蒲田駅には東急多摩川線の地上駅がありますが、東急多摩川線の新たな駅を地下に設け、そこから地下路線で京急蒲田駅までをつなぐ計画が有力です。
800mをつなぐ「蒲蒲線」に期待が集まるワケ
その効果は羽田アクセス強化だけではない
蒲蒲線は、東急を通ってその先東京メトロ副都心線の直通運転も行うことで、より利便性は高まります。
ただ、このルートの問題は、東急の東横線・多摩川線は狭軌、京急空港線は標準軌なので、通常の方法では直通運転をすることができません。
軌間に合わせて車輪の間隔が自動的に変わるフリーゲージトレインの導入などが検討されていますが、技術的に多少の問題はあります。
また、JR蒲田駅と京急蒲田駅の間のたった800m区間の地下化だけで、1000億円を超える高額な建設費もネックです。
蒲田からの乗換で、減収になる京急としては、この路線を積極的に進めたいというわけではないでしょう。

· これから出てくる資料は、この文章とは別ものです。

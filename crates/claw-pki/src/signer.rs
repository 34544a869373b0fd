//! Turning templates into signed DER artifacts.
//!
//! rcgen assembles validity, SANs and extensions. Its distinguished names
//! hold one value per attribute type, so the subject and issuer names are
//! encoded with `x509-cert` (one RDN per value) and spliced into the signed
//! structure, which is then signed again.

use std::fmt;

use chrono::{DateTime, Utc};
use rcgen::{
    BasicConstraints, CertificateParams, DistinguishedName, ExtendedKeyUsagePurpose, Ia5String,
    IsCa, KeyUsagePurpose, SanType, SerialNumber,
};
use rustls::pki_types::{CertificateDer, PrivateKeyDer, PrivatePkcs8KeyDer};
use rustls::SignatureScheme;
use serde::Serialize;
use tracing::{debug, info};
use x509_cert::attr::AttributeTypeAndValue;
use x509_cert::der::asn1::{BitString, SetOfVec};
use x509_cert::der::oid::ObjectIdentifier;
use x509_cert::der::{Any, Decode, Encode, Tag};
use x509_cert::name::{Name, RdnSequence, RelativeDistinguishedName};
use x509_cert::request::CertReq;
use x509_parser::prelude::{FromDer, X509Certificate};

use crate::error::{Error, Result};
use crate::keys::{KeyAlgorithm, PrivateKey};
use crate::pem;
use crate::subject::{NameAttribute, Subject};
use crate::template::{
    CertTemplate, CertificateTemplate, CsrTemplate, ExtendedKeyUsage, KeyUsage, TemplateKind,
};

/// The certificate and key that sign a CA-issued leaf.
pub struct Issuer {
    cert_der: Vec<u8>,
    key: PrivateKey,
}

impl Issuer {
    /// Pairs an issuer certificate with its private key.
    ///
    /// # Errors
    ///
    /// Returns [`Error::Parse`] if the certificate cannot be parsed and
    /// [`Error::Signing`] if the key does not belong to it.
    pub fn new(cert_der: Vec<u8>, key: PrivateKey) -> Result<Self> {
        let (_, cert) = X509Certificate::from_der(&cert_der)
            .map_err(|e| Error::Parse(format!("invalid issuer certificate: {e}")))?;
        let key_pair = key.key_pair()?;
        if cert.public_key().subject_public_key.data.as_ref() != key_pair.public_key_raw() {
            return Err(Error::Signing(
                "issuer key does not match issuer certificate".into(),
            ));
        }
        Ok(Self { cert_der, key })
    }

    /// Loads an issuer from PEM certificate and key text.
    ///
    /// # Errors
    ///
    /// Returns [`Error::Decode`] if either input has no PEM block, plus the
    /// errors of [`Issuer::new`].
    pub fn from_pem(cert_pem: &str, key_pem: &str) -> Result<Self> {
        let block = pem::decode(cert_pem)?;
        if block.label() != pem::CERTIFICATE {
            return Err(Error::Decode(format!(
                "expected a CERTIFICATE block, found '{}'",
                block.label()
            )));
        }
        let key = PrivateKey::from_pem(key_pem, "issuer key")?;
        Self::new(block.into_der(), key)
    }

    /// Returns the issuer certificate DER.
    #[must_use]
    pub fn cert_der(&self) -> &[u8] {
        &self.cert_der
    }
}

impl fmt::Debug for Issuer {
    fn fmt(&self, f: &mut fmt::Formatter<'_>) -> fmt::Result {
        f.debug_struct("Issuer")
            .field("cert_len", &self.cert_der.len())
            .field("key", &"[REDACTED]")
            .finish()
    }
}

/// A signed certificate or request.
#[derive(Debug, Clone, PartialEq, Eq, Serialize)]
pub struct Artifact {
    /// Shape of the template the artifact was signed from.
    pub kind: TemplateKind,
    /// DER encoding.
    #[serde(skip)]
    pub der: Vec<u8>,
}

impl Artifact {
    /// Returns the PEM label matching the artifact kind.
    #[must_use]
    pub const fn label(&self) -> &'static str {
        match self.kind {
            TemplateKind::Leaf | TemplateKind::Ca => pem::CERTIFICATE,
            TemplateKind::Csr => pem::CERTIFICATE_REQUEST,
        }
    }

    /// Returns the PEM encoding.
    #[must_use]
    pub fn pem(&self) -> String {
        pem::encode(self.label(), &self.der)
    }
}

/// Signs templates into DER.
pub trait Signer {
    /// Signs a certificate template with its own key.
    ///
    /// # Errors
    ///
    /// Returns [`Error::Signing`] if the template cannot be encoded or signed.
    fn self_sign(&self, template: &CertTemplate, key: &PrivateKey) -> Result<Vec<u8>>;

    /// Signs a certificate template for `key` with the issuer's key.
    ///
    /// # Errors
    ///
    /// Returns [`Error::Signing`] if the template cannot be encoded or signed.
    fn sign_with_issuer(
        &self,
        template: &CertTemplate,
        key: &PrivateKey,
        issuer: &Issuer,
    ) -> Result<Vec<u8>>;

    /// Signs a certificate request.
    ///
    /// # Errors
    ///
    /// Returns [`Error::Signing`] if the key is not usable for the request's
    /// signature algorithm or the request cannot be encoded.
    fn sign_request(&self, template: &CsrTemplate, key: &PrivateKey) -> Result<Vec<u8>>;
}

/// Signs any template shape, using `issuer` for certificates when given.
///
/// # Errors
///
/// Returns [`Error::Validation`] when an issuer is supplied for a request,
/// plus the errors of the [`Signer`] method used.
pub fn sign(
    signer: &dyn Signer,
    template: &CertificateTemplate,
    key: &PrivateKey,
    issuer: Option<&Issuer>,
) -> Result<Artifact> {
    let der = match (template, issuer) {
        (CertificateTemplate::Leaf(t) | CertificateTemplate::Ca(t), None) => {
            signer.self_sign(t, key)?
        }
        (CertificateTemplate::Leaf(t) | CertificateTemplate::Ca(t), Some(issuer)) => {
            signer.sign_with_issuer(t, key, issuer)?
        }
        (CertificateTemplate::Csr(t), None) => signer.sign_request(t, key)?,
        (CertificateTemplate::Csr(_), Some(_)) => {
            return Err(Error::Validation(
                "certificate requests cannot be signed by an issuer".into(),
            ));
        }
    };

    info!(
        kind = ?template.kind(),
        subject = %template.subject().common_name,
        bytes = der.len(),
        "signed artifact"
    );
    Ok(Artifact {
        kind: template.kind(),
        der,
    })
}

/// [`Signer`] backed by rcgen.
#[derive(Debug, Clone, Copy, Default)]
pub struct RcgenSigner;

impl Signer for RcgenSigner {
    fn self_sign(&self, template: &CertTemplate, key: &PrivateKey) -> Result<Vec<u8>> {
        let params = certificate_params(template)?;
        let key_pair = key.key_pair()?;
        let cert = params
            .self_signed(&key_pair)
            .map_err(|e| Error::Signing(format!("failed to self-sign certificate: {e}")))?;

        let name = encode_name(&template.subject)?;
        let der = with_names(cert.der(), name.clone(), name, key)?;
        debug!(subject = %template.subject.common_name, "self-signed certificate");
        Ok(der)
    }

    fn sign_with_issuer(
        &self,
        template: &CertTemplate,
        key: &PrivateKey,
        issuer: &Issuer,
    ) -> Result<Vec<u8>> {
        let params = certificate_params(template)?;
        let key_pair = key.key_pair()?;

        let issuer_key = issuer.key.key_pair()?;
        let issuer_params =
            CertificateParams::from_ca_cert_der(&CertificateDer::from(issuer.cert_der.as_slice()))
                .map_err(|e| Error::Signing(format!("failed to load issuer certificate: {e}")))?;
        let issuer_cert = issuer_params
            .self_signed(&issuer_key)
            .map_err(|e| Error::Signing(format!("failed to prepare issuer: {e}")))?;

        let cert = params
            .signed_by(&key_pair, &issuer_cert, &issuer_key)
            .map_err(|e| Error::Signing(format!("failed to sign certificate: {e}")))?;

        let issuer_name = x509_cert::Certificate::from_der(&issuer.cert_der)
            .map_err(|e| Error::Signing(format!("failed to read issuer name: {e}")))?
            .tbs_certificate
            .subject;
        let der = with_names(
            cert.der(),
            encode_name(&template.subject)?,
            issuer_name,
            &issuer.key,
        )?;
        debug!(subject = %template.subject.common_name, "issuer-signed certificate");
        Ok(der)
    }

    fn sign_request(&self, template: &CsrTemplate, key: &PrivateKey) -> Result<Vec<u8>> {
        if key.algorithm() != KeyAlgorithm::Rsa {
            return Err(Error::Signing(format!(
                "{:?} requests need an RSA key, got {}",
                template.signature_algorithm,
                key.algorithm()
            )));
        }

        let mut params = CertificateParams::default();
        params.distinguished_name = DistinguishedName::new();
        params.subject_alt_names =
            subject_alt_names(&template.ip_addresses, &template.dns_names)?;

        let key_pair = key.key_pair()?;
        let csr = params
            .serialize_request(&key_pair)
            .map_err(|e| Error::Signing(format!("failed to sign request: {e}")))?;

        let der = request_with_subject(csr.der(), encode_name(&template.subject)?, key)?;
        debug!(subject = %template.subject.common_name, "signed certificate request");
        Ok(der)
    }
}

fn certificate_params(template: &CertTemplate) -> Result<CertificateParams> {
    let mut params = CertificateParams::default();
    params.serial_number = Some(serial_number(template.serial));
    params.not_before = to_rcgen_time(template.not_before)?;
    params.not_after = to_rcgen_time(template.not_after)?;
    params.distinguished_name = DistinguishedName::new();
    params.subject_alt_names = subject_alt_names(&template.ip_addresses, &template.dns_names)?;

    params.key_usages = template
        .key_usage
        .iter()
        .map(|usage| match usage {
            KeyUsage::DigitalSignature => KeyUsagePurpose::DigitalSignature,
            KeyUsage::CertSign => KeyUsagePurpose::KeyCertSign,
        })
        .collect();
    params.extended_key_usages = template
        .ext_key_usage
        .iter()
        .map(|usage| match usage {
            ExtendedKeyUsage::ClientAuth => ExtendedKeyUsagePurpose::ClientAuth,
            ExtendedKeyUsage::ServerAuth => ExtendedKeyUsagePurpose::ServerAuth,
        })
        .collect();

    params.is_ca = match (template.basic_constraints_valid, template.is_ca) {
        (true, true) => IsCa::Ca(BasicConstraints::Unconstrained),
        (true, false) => IsCa::ExplicitNoCa,
        (false, _) => IsCa::NoCa,
    };

    Ok(params)
}

const OID_COMMON_NAME: &[u64] = &[2, 5, 4, 3];

/// Encodes the subject with one RDN per value, named attributes first in
/// [`NameAttribute::ALL`] order, then the common name, then extra attributes.
fn encode_name(subject: &Subject) -> Result<Name> {
    let mut rdns = Vec::new();
    for attribute in NameAttribute::ALL {
        for value in subject.values(attribute) {
            rdns.push(rdn(attribute.oid(), Tag::Utf8String, value)?);
        }
    }
    rdns.push(rdn(OID_COMMON_NAME, Tag::Utf8String, &subject.common_name)?);

    for extra in &subject.extra_attributes {
        if !extra.value.is_ascii() {
            return Err(Error::Signing(format!(
                "invalid attribute value '{}': not IA5",
                extra.value
            )));
        }
        rdns.push(rdn(&extra.oid, Tag::Ia5String, &extra.value)?);
    }
    Ok(RdnSequence(rdns))
}

fn rdn(arcs: &[u64], tag: Tag, value: &str) -> Result<RelativeDistinguishedName> {
    let dotted = arcs
        .iter()
        .map(u64::to_string)
        .collect::<Vec<_>>()
        .join(".");
    let oid = ObjectIdentifier::new(&dotted)
        .map_err(|e| Error::Signing(format!("invalid attribute OID {dotted}: {e}")))?;
    let value = Any::new(tag, value.as_bytes())
        .map_err(|e| Error::Signing(format!("invalid attribute value '{value}': {e}")))?;
    let set = SetOfVec::try_from(vec![AttributeTypeAndValue { oid, value }])
        .map_err(|e| Error::Signing(format!("failed to encode RDN: {e}")))?;
    Ok(RelativeDistinguishedName(set))
}

/// Replaces the subject and issuer names of a certificate and re-signs it.
fn with_names(der: &[u8], subject: Name, issuer: Name, signing_key: &PrivateKey) -> Result<Vec<u8>> {
    let encoding = |e: x509_cert::der::Error| Error::Signing(format!("failed to encode certificate: {e}"));

    let mut cert = x509_cert::Certificate::from_der(der).map_err(encoding)?;
    cert.tbs_certificate.subject = subject;
    cert.tbs_certificate.issuer = issuer;
    let tbs = cert.tbs_certificate.to_der().map_err(encoding)?;
    cert.signature = BitString::from_bytes(&sign_message(signing_key, &tbs)?).map_err(encoding)?;
    cert.to_der().map_err(encoding)
}

/// Replaces the subject of a certificate request and re-signs it.
fn request_with_subject(der: &[u8], subject: Name, key: &PrivateKey) -> Result<Vec<u8>> {
    let encoding = |e: x509_cert::der::Error| Error::Signing(format!("failed to encode request: {e}"));

    let mut csr = CertReq::from_der(der).map_err(encoding)?;
    csr.info.subject = subject;
    let info = csr.info.to_der().map_err(encoding)?;
    csr.signature = BitString::from_bytes(&sign_message(key, &info)?).map_err(encoding)?;
    csr.to_der().map_err(encoding)
}

/// Signs with the scheme rcgen picks for the key, so the algorithm
/// identifiers already in the structure stay correct.
fn sign_message(key: &PrivateKey, message: &[u8]) -> Result<Vec<u8>> {
    let scheme = match key.algorithm() {
        KeyAlgorithm::Rsa => SignatureScheme::RSA_PKCS1_SHA256,
        KeyAlgorithm::EcdsaP256 => SignatureScheme::ECDSA_NISTP256_SHA256,
        KeyAlgorithm::EcdsaP384 => SignatureScheme::ECDSA_NISTP384_SHA384,
        KeyAlgorithm::Ed25519 => SignatureScheme::ED25519,
    };
    let der = PrivateKeyDer::Pkcs8(PrivatePkcs8KeyDer::from(key.der().to_vec()));
    let signing_key = rustls::crypto::ring::sign::any_supported_type(&der)
        .map_err(|e| Error::Signing(format!("failed to load signing key: {e}")))?;
    let signer = signing_key
        .choose_scheme(&[scheme])
        .ok_or_else(|| Error::Signing(format!("{} key cannot sign with {scheme:?}", key.algorithm())))?;
    signer
        .sign(message)
        .map_err(|e| Error::Signing(format!("signature failed: {e}")))
}

fn subject_alt_names(ips: &[std::net::IpAddr], dns_names: &[String]) -> Result<Vec<SanType>> {
    let ips = ips.iter().map(|ip| Ok(SanType::IpAddress(*ip)));
    let dns = dns_names.iter().map(|dns| {
        let ia5 = Ia5String::try_from(dns.clone())
            .map_err(|e| Error::Signing(format!("invalid DNS name '{dns}': {e}")))?;
        Ok(SanType::DnsName(ia5))
    });
    ips.chain(dns).collect()
}

fn serial_number(serial: u64) -> SerialNumber {
    let bytes = serial.to_be_bytes();
    let start = bytes.iter().position(|b| *b != 0).unwrap_or(bytes.len() - 1);
    SerialNumber::from_slice(&bytes[start..])
}

/// Converts a chrono `DateTime` to rcgen `OffsetDateTime`.
fn to_rcgen_time(dt: DateTime<Utc>) -> Result<time::OffsetDateTime> {
    time::OffsetDateTime::from_unix_timestamp(dt.timestamp())
        .map_err(|e| Error::Signing(format!("invalid timestamp: {e}")))
}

「羽田は便利」と言われますが、それは東京湾岸部や川崎・横浜などからのアクセスは良いです。
しかし、渋谷や新宿、さらに埼玉、武蔵野、世田谷辺りからは鉄道アクセスはあまり良いとはいえません。
その意味では、渋谷や新宿からアクセスが良くなる、JR羽田アクセス線や蒲蒲線の効果は高いです。
ただ、両方を建設してしまうと、いくらなんでも余剰です。羽田空港や日本経済の将来を考えても、この先それほど旅客数の伸びが期待できません。
そこに4つの鉄道ルートは少し余剰。また、外国人などの利用者にとっても、4つのアクセス鉄道は混乱をしてしまいかねません。
また、鉄道ルートだけでなく、巨額の投資をしてつくった首都高速中央環状線などを利用したリムジンバス路線の拡充なども含めて検討する必要があるでしょう。
どの路線が一番効果が高そうかといえば、やはりJR新線かなという感じはします。どれくらいの建設費かにもよりますが。